OTTAWA — Canadian manufacturing sales and wholesale trade figures climbed higher in March, but the gains came due to higher prices.
Statistics Canada said Monday manufacturing sales rose 2.5 per cent to $70.2 billion in March, however sales in constant dollars were unchanged.
Meanwhile, wholesale sales rose 0.3 per cent in March to $79.8 billion, but in constant dollar terms sales fell 0.6 per cent for the month.
Nikita Perevalov, director of economic forecasting at Scotiabank, said the disappointing figures sowed some doubts about the durability of Canadian economic growth.
"The two releases showed relatively weak growth after stripping out strong price increases, which might be a reflection of economic conditions more broadly," Perevalov wrote in a report.
"While the weakness in the data releases this morning could be chalked up to volatility in the context of lockdowns and reopenings during the Omicron wave in Canada, it also fits the overall global macroeconomic narrative where strong price increases for all manner of goods and services combine with a weakening of growth in what is called a 'stagflation.'"
Statistics Canada said the gain in manufacturing sales were led by the petroleum and coal product industry which increased 9.1 per cent in March as higher prices offset a 1.0 per cent drop in volumes sold.
Meanwhile, sales of primary metals rose 6.5 per cent in March to $5.8 billion, a record high, boosted by higher prices for unwrought aluminum and aluminum alloys and hot-rolled iron or steel products.
Statistics Canada said prices for many primary metals were up with tight global supply due to COVID-19 restrictions in China and sanctions against Russia because of its invasion of Ukraine.

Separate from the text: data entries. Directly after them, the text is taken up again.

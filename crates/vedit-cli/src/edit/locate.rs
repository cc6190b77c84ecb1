//! Mapping edit requests onto files, and the path guard every write passes.

use std::fs;
use std::path::{Component, Path, PathBuf};

use path_clean::PathClean;
use vedit_analysis::resolver::{resolve_path_alias, resolve_with_extensions};
use vedit_analysis::{AnalyzerConfig, ResolveResult};
use vedit_annotate::rules::identity_file_name;
use walkdir::WalkDir;

/// Directory names that are never written to.
const FORBIDDEN_DIRS: &[&str] = &["node_modules", "public"];

/// Find the first file under `root` whose name without a `.js`, `.jsx`,
/// `.ts` or `.tsx` extension equals `name`.
///
/// Directories named in `ignore_dirs` are not descended into. Siblings are
/// visited in name order so the result is stable.
pub fn find_source_file(root: &Path, name: &str, ignore_dirs: &[String]) -> Option<PathBuf> {
    WalkDir::new(root)
        .sort_by_file_name()
        .into_iter()
        .filter_entry(|entry| {
            entry.depth() == 0
                || !entry.file_type().is_dir()
                || !ignore_dirs.iter().any(|dir| entry.file_name() == dir.as_str())
        })
        .filter_map(|entry| entry.ok())
        .filter(|entry| entry.file_type().is_file())
        .find(|entry| identity_file_name(entry.path()) == name)
        .map(|entry| entry.into_path())
}

/// Where a component file is assumed to live when nothing matches.
pub fn default_component_path(root: &Path, components_dir: &Path, name: &str) -> PathBuf {
    root.join(components_dir).join(format!("{name}.js")).clean()
}

/// Check that `path` may be written: inside `root`, free of `..`, and
/// outside dependency and static-asset directories.
///
/// The check runs on the lexical path and again on its symlink-resolved
/// location, so a link inside the root cannot point a write elsewhere.
/// Returns the normalized path.
pub fn check_path_allowed(root: &Path, path: &Path) -> Result<PathBuf, String> {
    let forbidden = || format!("Forbidden path: {}", path.display());
    if path.components().any(|c| c == Component::ParentDir) {
        return Err(forbidden());
    }
    let normalized = path.clean();
    let root = root.clean();
    if !is_inside(&root, &normalized) {
        return Err(forbidden());
    }

    let real_root = fs::canonicalize(&root).unwrap_or_else(|_| root.clone());
    let real_path = resolve_links(&normalized);
    if !is_inside(&real_root, &real_path) {
        tracing::warn!(
            path = %normalized.display(),
            target = %real_path.display(),
            "Path resolves outside the project root"
        );
        return Err(forbidden());
    }
    Ok(normalized)
}

/// Below `root` and outside every forbidden directory.
fn is_inside(root: &Path, path: &Path) -> bool {
    let Ok(relative) = path.strip_prefix(root) else {
        return false;
    };
    !relative.components().any(|c| match c {
        Component::Normal(name) => FORBIDDEN_DIRS.iter().any(|dir| name == *dir),
        _ => false,
    })
}

/// Canonical form of `path`, resolving links through its deepest existing
/// ancestor when the path itself does not exist yet.
fn resolve_links(path: &Path) -> PathBuf {
    let mut missing = Vec::new();
    let mut current = path;
    loop {
        if let Ok(real) = fs::canonicalize(current) {
            return missing.iter().rev().fold(real, |acc, name| acc.join(name));
        }
        match (current.parent(), current.file_name()) {
            (Some(parent), Some(name)) => {
                missing.push(name.to_os_string());
                current = parent;
            }
            _ => return path.to_path_buf(),
        }
    }
}

/// Resolve the file a variable edit targets.
///
/// An absolute path wins. Otherwise `@/` specifiers map onto the source
/// root, and `./`/`../` specifiers resolve against it.
pub fn resolve_variable_source(
    config: &AnalyzerConfig,
    source_file: Option<&str>,
    source_file_abs: Option<&Path>,
) -> Result<PathBuf, String> {
    if let Some(abs) = source_file_abs {
        return Ok(abs.to_path_buf());
    }
    let Some(specifier) = source_file else {
        return Err("sourceFile or sourceFileAbs is required for variableEdit".to_string());
    };

    let candidate = if let Some(path) =
        resolve_path_alias(specifier, &config.alias_prefix, &config.src_root)
    {
        path
    } else if specifier.starts_with("./") || specifier.starts_with("../") {
        config.src_root.join(specifier).clean()
    } else {
        return Err(format!("Could not resolve source file: {specifier}"));
    };

    match resolve_with_extensions(candidate, &config.extensions) {
        ResolveResult::Local(path) => Ok(path),
        _ => Err(format!("Could not resolve source file: {specifier}")),
    }
}

/// `/`-prefixed path of `path` relative to `root`, as reported in edit records.
pub fn display_path(root: &Path, path: &Path) -> String {
    let relative = path.strip_prefix(root).unwrap_or(path);
    let joined = relative
        .components()
        .map(|c| c.as_os_str().to_string_lossy())
        .collect::<Vec<_>>()
        .join("/");
    format!("/{}", joined)
}

#[cfg(test)]
mod tests {
    use super::*;
    use tempfile::TempDir;

    fn ignore() -> Vec<String> {
        ["node_modules", "public", ".git", "build", "dist", "coverage"]
            .iter()
            .map(|s| s.to_string())
            .collect()
    }

    #[test]
    fn test_find_source_file_skips_ignored_dirs() {
        let temp = TempDir::new().unwrap();
        let root = temp.path();
        fs::create_dir_all(root.join("node_modules/ui")).unwrap();
        fs::create_dir_all(root.join("src/components")).unwrap();
        fs::write(root.join("node_modules/ui/Hero.js"), "").unwrap();
        fs::write(root.join("src/components/Hero.jsx"), "").unwrap();
        fs::write(root.join("src/components/HeroCard.jsx"), "").unwrap();

        let found = find_source_file(root, "Hero", &ignore()).unwrap();
        assert_eq!(found, root.join("src/components/Hero.jsx"));
        assert!(find_source_file(root, "Missing", &ignore()).is_none());
    }

    #[test]
    fn test_default_component_path() {
        let path = default_component_path(Path::new("/app"), Path::new("src/components"), "Promo");
        assert_eq!(path, PathBuf::from("/app/src/components/Promo.js"));
    }

    #[test]
    fn test_check_path_allowed() {
        let root = Path::new("/app");
        assert_eq!(
            check_path_allowed(root, Path::new("/app/src/App.jsx")),
            Ok(PathBuf::from("/app/src/App.jsx"))
        );
        assert!(check_path_allowed(root, Path::new("/app/../etc/passwd")).is_err());
        assert!(check_path_allowed(root, Path::new("/other/src/App.jsx")).is_err());
        assert!(check_path_allowed(root, Path::new("/application/src/App.jsx")).is_err());
        assert!(check_path_allowed(root, Path::new("/app/node_modules/x/index.js")).is_err());
        assert!(check_path_allowed(root, Path::new("/app/public/index.js")).is_err());
        assert!(check_path_allowed(root, Path::new("/app/src/publicity/Ad.jsx")).is_ok());
    }

    #[cfg(unix)]
    #[test]
    fn test_check_path_allowed_follows_symlinks() {
        let temp = TempDir::new().unwrap();
        let outside = TempDir::new().unwrap();
        let root = temp.path();
        fs::create_dir_all(root.join("src")).unwrap();
        fs::write(outside.path().join("secret.js"), "").unwrap();
        std::os::unix::fs::symlink(outside.path(), root.join("src/link")).unwrap();
        std::os::unix::fs::symlink(
            outside.path().join("secret.js"),
            root.join("src/alias.js"),
        )
        .unwrap();

        assert!(check_path_allowed(root, &root.join("src/link/secret.js")).is_err());
        assert!(check_path_allowed(root, &root.join("src/link/new/file.js")).is_err());
        assert!(check_path_allowed(root, &root.join("src/alias.js")).is_err());
        assert_eq!(
            check_path_allowed(root, &root.join("src/components/New.jsx")),
            Ok(root.join("src/components/New.jsx"))
        );
    }

    #[test]
    fn test_resolve_variable_source() {
        let temp = TempDir::new().unwrap();
        let root = temp.path();
        fs::create_dir_all(root.join("src/data/menu")).unwrap();
        fs::write(root.join("src/data/prices.js"), "").unwrap();
        fs::write(root.join("src/data/menu/index.ts"), "").unwrap();
        let config = AnalyzerConfig::new(root);
        let src = config.src_root.clone();

        assert_eq!(
            resolve_variable_source(&config, Some("@/data/prices"), None),
            Ok(src.join("data/prices.js"))
        );
        assert_eq!(
            resolve_variable_source(&config, Some("./data/menu"), None),
            Ok(src.join("data/menu/index.ts"))
        );
        assert!(resolve_variable_source(&config, Some("lodash"), None).is_err());
        assert!(resolve_variable_source(&config, Some("@/data/missing"), None).is_err());
        assert!(resolve_variable_source(&config, None, None).is_err());

        let abs = Path::new("/anywhere/data.js");
        assert_eq!(
            resolve_variable_source(&config, Some("@/data/prices"), Some(abs)),
            Ok(abs.to_path_buf())
        );
    }

    #[test]
    fn test_display_path() {
        assert_eq!(
            display_path(Path::new("/app"), Path::new("/app/src/data/prices.js")),
            "/src/data/prices.js"
        );
    }
}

Sales in the machinery sector fell 4.9 per cent to $3.6 billion in March, while sales of other transportation equipment dropped 41.0 per cent to $227.8 million which was attributed to seasonal changes in the production of recreational transportation equipment.
The gains in wholesale sales came as the building material and supplies sector rose 3.8 per cent to $14.1 billion, while the motor vehicle and motor vehicle accessories and parts subsectors gained 2.6 per cent at $11.8 billion.
Meanwhile, wholesale sales of machinery, equipment and supplies fell 4.0 per cent to $16.2 billion.